Are machines curious?

In Deep Reinforcement Learning (RL), we often design or choose a reward function that rewards RL agents for good actions. However, what if we do not know what good actions are, or can only assign them if very specific conditions are met? If we do not reward RL agents, do they develop intrinsic motivation to explore and can their curiosity help us develop systems that can autonomously develop long-term strategies where good (or bad) outcomes cannot be easily defined?

In the 2023 Advanced Seminar on Deep Reinforcement Learning given by Tomas Moerland and Aske Plaat (Scientific Director at LIACS), I got to explore these questions and developed an information-theoretic interpretation of the extremely successful Adversarially Guided Actor Critic (AGAC). My findings have potential implications for learning in a time-constrained safety-critical control context, e.g. the control of optical systems where new data needs to be absorbed quickly while remaining robust with respect to both known “optimal” control algorithms and previous knowledge.

Extremely challenging minigrid environments.

Our method learns to reach objectives in the minigird environment. Doors need to be unlocked, obstacles moved or avoided and the agent only sees part of the environment right in front of them. In addition to this, each environment is procedurally generated so that the agent cannot exploit previous knowledge about a specific instance but instead needs to learn general features and plan on the information observed in this specific instance. Most RL agents completely fail to solve these environments, even with millions of tries.

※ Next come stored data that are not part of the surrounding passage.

use serde::{Deserialize, Serialize};
use std::path::PathBuf;
use std::str::FromStr;

use crate::domain::models::LoggingConfig;

/// Resolved logging configuration
#[derive(Debug, Clone, Serialize, Deserialize)]
pub struct LogConfig {
    /// Log level (trace, debug, info, warn, error)
    pub level: String,

    /// Console output format
    pub format: LogFormat,

    /// Directory for log files; console only when `None`
    pub log_dir: Option<PathBuf>,

    /// Log rotation policy for file output
    pub rotation: RotationPolicy,
}

#[derive(Debug, Clone, Copy, Default, Serialize, Deserialize, PartialEq, Eq)]
#[serde(rename_all = "lowercase")]
pub enum LogFormat {
    Json,
    #[default]
    Pretty,
}

#[derive(Debug, Clone, Copy, Default, Serialize, Deserialize, PartialEq, Eq)]
#[serde(rename_all = "lowercase")]
pub enum RotationPolicy {
    #[default]
    Daily,
    Hourly,
    Never,
}

impl FromStr for LogFormat {
    type Err = String;

    fn from_str(s: &str) -> Result<Self, Self::Err> {
        match s.to_lowercase().as_str() {
            "json" => Ok(Self::Json),
            "pretty" => Ok(Self::Pretty),
            other => Err(format!("unknown log format: {other}")),
        }
    }
}

impl FromStr for RotationPolicy {
    type Err = String;

    fn from_str(s: &str) -> Result<Self, Self::Err> {
        match s.to_lowercase().as_str() {
            "daily" => Ok(Self::Daily),
            "hourly" => Ok(Self::Hourly),
            "never" => Ok(Self::Never),
            other => Err(format!("unknown rotation policy: {other}")),
        }
    }
}

impl Default for LogConfig {
    fn default() -> Self {
        Self::from(&LoggingConfig::default())
    }
}

/// Unknown format or rotation strings fall back to the defaults; the config
/// loader rejects them before this point.
impl From<&LoggingConfig> for LogConfig {
    fn from(config: &LoggingConfig) -> Self {
        Self {
            level: config.level.clone(),
            format: config.format.parse().unwrap_or_default(),
            log_dir: config.log_dir.as_ref().map(PathBuf::from),
            rotation: config.rotation.parse().unwrap_or_default(),
        }
    }
}

#[cfg(test)]
mod tests {
    use super::*;

    #[test]
    fn test_from_logging_config() {
        let config = LoggingConfig {
            level: "debug".to_string(),
            format: "JSON".to_string(),
            log_dir: Some("/tmp/advisor-logs".to_string()),
            rotation: "hourly".to_string(),
        };
        let resolved = LogConfig::from(&config);
        assert_eq!(resolved.format, LogFormat::Json);
        assert_eq!(resolved.rotation, RotationPolicy::Hourly);
        assert_eq!(resolved.log_dir, Some(PathBuf::from("/tmp/advisor-logs")));
    }

    #[test]
    fn test_defaults() {
        let resolved = LogConfig::default();
        assert_eq!(resolved.level, "info");
        assert_eq!(resolved.format, LogFormat::Pretty);
        assert!(resolved.log_dir.is_none());
    }
}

Reinforcement Learning (RL) has emerged as a powerful approach for solving complex decision-making problems in various domains, including robotics, game-playing, and autonomous systems. However, the success of RL algorithms is often hindered by the challenges of hard exploration, sparse rewards, and partial visibility. Hard exploration refers to the problem of discovering optimal actions in a large state space, where only a small fraction of states are visited during training. Sparse rewards, on the other hand, refer to the difficulty of providing informative feedback to the agent, where the reward signal is infrequent or only available at the end of an episode. Finally, partial visibility refers to the challenge of incomplete or noisy observations of the environment, which limits the agent’s ability to learn a comprehensive policy.

In contrast to other methods AGAC learns to solve these difficult environments quickly and reliably. This means that AGAC, after experiencing only few instances of an environment, learns to be curious about the interactions it can have with the environment, generalizes this experience and can then apply it to reliably solve arbitrary environment configurations. Since each environment is different, this means that AGAC develops the intrinsic motivation to look for the information it needs to solve tasks far beyond its current time horizon.

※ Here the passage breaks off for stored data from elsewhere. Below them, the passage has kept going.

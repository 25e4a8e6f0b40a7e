//! Connection slot accounting per adapter.

use std::collections::{HashMap, HashSet};

use bluer::Address;
use log::debug;
use serde_json::json;
use smol_str::SmolStr;

#[derive(Debug)]
struct AdapterSlots {
   total: usize,
   allocations: HashSet<Address>,
}

/// Tracks how many concurrent connections each adapter may still open.
#[derive(Debug, Default)]
pub struct SlotManager {
   adapters: HashMap<SmolStr, AdapterSlots>,
}

impl SlotManager {
   pub fn new() -> Self {
      Self::default()
   }

   /// Sets the slot count of `adapter`. Scanners sharing an adapter share
   /// its allocations, so re-registering keeps the live ones.
   pub fn register_adapter(&mut self, adapter: SmolStr, slots: usize) {
      debug!("Adapter {adapter} has {slots} connection slots");
      self
         .adapters
         .entry(adapter)
         .and_modify(|existing| existing.total = slots)
         .or_insert_with(|| AdapterSlots {
            total: slots,
            allocations: HashSet::new(),
         });
   }

   pub fn remove_adapter(&mut self, adapter: &str) {
      self.adapters.remove(adapter);
   }

   /// Reserves a slot for `address` on `adapter`.
   ///
   /// Adapters without slot limits always succeed, as does an address that
   /// already holds a slot.
   pub fn allocate_slot(&mut self, adapter: &str, address: Address) -> bool {
      let Some(slots) = self.adapters.get_mut(adapter) else {
         return true;
      };
      if slots.allocations.contains(&address) {
         return true;
      }
      if slots.allocations.len() >= slots.total {
         return false;
      }
      slots.allocations.insert(address);
      true
   }

   pub fn release_slot(&mut self, adapter: &str, address: Address) {
      if let Some(slots) = self.adapters.get_mut(adapter) {
         slots.allocations.remove(&address);
      }
   }

   /// Free slots on `adapter`, or `None` when it is not tracked.
   pub fn free_slots(&self, adapter: &str) -> Option<usize> {
      self
         .adapters
         .get(adapter)
         .map(|slots| slots.total.saturating_sub(slots.allocations.len()))
   }

   pub fn diagnostics(&self) -> serde_json::Value {
      self
         .adapters
         .iter()
         .map(|(name, slots)| {
            (
               name.to_string(),
               json!({
                  "slots": slots.total,
                  "allocations": slots
                     .allocations
                     .iter()
                     .map(ToString::to_string)
                     .collect::<Vec<_>>(),
               }),
            )
         })
         .collect::<serde_json::Map<_, _>>()
         .into()
   }
}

In some problems, external rewards may not be easily defined or not available at all, and it may be necessary for the agent to learn from intrinsic rewards that arise from the environment or the task itself. This approach is called intrinsic motivation or curiosity-driven learning, where the agent is motivated to explore the environment and learn new skills for the sake of novelty or curiosity. Without effective strategies for dealing with hard exploration, sparse rewards, and partial visibility, current RL agents fail to learn effective policies and take an impractically long time to converge.